JIANG Xiaomin1, WANG He2*, WANG Yunxiang1,2*,QIAN Yongchang3, YIN Lianghong3, FAN Li2

1(School of Agricultural and Food Sciences, Zhejiang A&F University, Hangzhou 311300, China) 2(Jiyang College, Zhejiang A&F University, Shaoxing 311800, China) 3(School of Forestry and Biotechnology, Zhejiang A&F University, Hangzhou 311300, China)

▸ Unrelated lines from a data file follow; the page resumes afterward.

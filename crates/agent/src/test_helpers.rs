//! Shared test helpers for agent tests.

use agentboard_core::error::ProviderError;
use agentboard_core::provider::{Provider, ProviderRequest, ProviderResponse, Usage};
use std::sync::Mutex;

/// A mock provider that returns a sequence of scripted responses.
///
/// Each call to `complete` returns the next response in the queue and
/// records the request. Panics if more calls are made than responses provided.
pub struct SequentialMockProvider {
    responses: Mutex<Vec<ProviderResponse>>,
    requests: Mutex<Vec<ProviderRequest>>,
}

impl SequentialMockProvider {
    pub fn new(responses: Vec<ProviderResponse>) -> Self {
        Self {
            responses: Mutex::new(responses),
            requests: Mutex::new(Vec::new()),
        }
    }

    /// Create a provider that answers each call with the next text.
    pub fn texts(texts: &[&str]) -> Self {
        Self::new(texts.iter().map(|t| make_text_response(t)).collect())
    }

    pub fn call_count(&self) -> usize {
        self.requests.lock().unwrap().len()
    }

    /// Every request received so far, in call order.
    pub fn requests(&self) -> Vec<ProviderRequest> {
        self.requests.lock().unwrap().clone()
    }

    /// The user prompt of call number `index`.
    pub fn prompt(&self, index: usize) -> String {
        let requests = self.requests.lock().unwrap();
        requests[index]
            .messages
            .last()
            .map(|m| m.content.clone())
            .unwrap_or_default()
    }
}

#[async_trait::async_trait]
impl Provider for SequentialMockProvider {
    fn name(&self) -> &str {
        "sequential_mock"
    }

    async fn complete(&self, request: ProviderRequest) -> Result<ProviderResponse, ProviderError> {
        let mut requests = self.requests.lock().unwrap();
        let responses = self.responses.lock().unwrap();

        let count = requests.len();
        if count >= responses.len() {
            panic!(
                "SequentialMockProvider: no more responses (call #{}, have {})",
                count,
                responses.len()
            );
        }

        requests.push(request);
        Ok(responses[count].clone())
    }
}

/// A provider whose every call fails with a network error.
pub struct FailingProvider;

#[async_trait::async_trait]
impl Provider for FailingProvider {
    fn name(&self) -> &str {
        "failing_mock"
    }

    async fn complete(&self, _request: ProviderRequest) -> Result<ProviderResponse, ProviderError> {
        Err(ProviderError::Network("connection refused".into()))
    }
}

/// Create a simple text response.
pub fn make_text_response(text: &str) -> ProviderResponse {
    ProviderResponse {
        content: text.to_string(),
        model: "mock-model".into(),
        usage: Some(Usage {
            prompt_tokens: 10,
            completion_tokens: 5,
            total_tokens: 15,
        }),
    }
}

Abstract β-galactosidase is an important industrial enzyme with broad applications in dairy production, medicine and biochemical analysis. The most commercially available β-galactosidase is generally made in free form. However, the free β-galactosidase requires complex production steps and often shows low stability, easy inactivation, poor tolerance to organic solvents, and poor reusability, which restrict its use in industrial application. The microbial cell surface display technology that enables the expression of β-galactosidase on the cell surface through genetic engineering confers several advantages: 1) there is no need for complicated purification and immobilization steps during industrial production process, thus lowering the cost; 2) owing to its good stability and excellent resistance to organic solvents, cell-surface displayed β-galactosidase can be used as an catalyst under both mild and harsh conditions; 3) widens its application feilds in protein engineering and biosensor. The hosts used for surface display of β-galactosidase include lactic acid bacteria, yeast and spore. In this paper, recent progress on microbial cell surface display for β-galactosidase and its application in enzyme production, acting as an report protein as well as whole cell biocatalysis were summarized.